== Your assignment ==
Where a line in the records below includes "tests", pull that line out.

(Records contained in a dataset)
- - -
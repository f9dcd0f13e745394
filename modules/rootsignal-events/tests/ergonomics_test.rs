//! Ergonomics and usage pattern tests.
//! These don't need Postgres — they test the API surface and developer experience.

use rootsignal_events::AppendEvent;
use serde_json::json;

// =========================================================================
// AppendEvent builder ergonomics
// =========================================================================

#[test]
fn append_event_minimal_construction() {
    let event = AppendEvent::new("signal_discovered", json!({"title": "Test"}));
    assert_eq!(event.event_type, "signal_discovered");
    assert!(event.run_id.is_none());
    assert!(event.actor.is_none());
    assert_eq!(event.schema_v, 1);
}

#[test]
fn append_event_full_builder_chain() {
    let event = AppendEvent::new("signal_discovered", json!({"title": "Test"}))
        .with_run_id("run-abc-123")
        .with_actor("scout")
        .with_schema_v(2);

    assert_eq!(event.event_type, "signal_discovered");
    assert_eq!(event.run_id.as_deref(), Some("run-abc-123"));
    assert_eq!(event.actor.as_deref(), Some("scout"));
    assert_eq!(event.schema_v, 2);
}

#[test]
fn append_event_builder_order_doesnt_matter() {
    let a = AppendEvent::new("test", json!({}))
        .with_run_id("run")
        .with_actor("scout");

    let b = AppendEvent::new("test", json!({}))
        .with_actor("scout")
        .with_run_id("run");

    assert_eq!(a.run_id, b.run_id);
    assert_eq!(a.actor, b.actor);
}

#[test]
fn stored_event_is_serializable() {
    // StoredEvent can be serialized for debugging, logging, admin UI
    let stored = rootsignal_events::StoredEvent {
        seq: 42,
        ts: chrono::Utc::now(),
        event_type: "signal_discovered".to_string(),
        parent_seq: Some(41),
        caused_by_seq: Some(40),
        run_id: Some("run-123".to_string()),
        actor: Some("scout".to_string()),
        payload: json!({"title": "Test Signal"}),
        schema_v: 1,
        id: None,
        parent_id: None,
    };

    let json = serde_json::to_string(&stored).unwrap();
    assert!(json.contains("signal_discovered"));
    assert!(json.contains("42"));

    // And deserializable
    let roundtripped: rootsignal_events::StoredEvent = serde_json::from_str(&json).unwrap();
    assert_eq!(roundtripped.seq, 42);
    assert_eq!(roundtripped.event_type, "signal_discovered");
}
- - -
== Response below ==
filename modules/rootsignal-events/tests/ergonomics_test.rs
//! Ergonomics and usage pattern tests.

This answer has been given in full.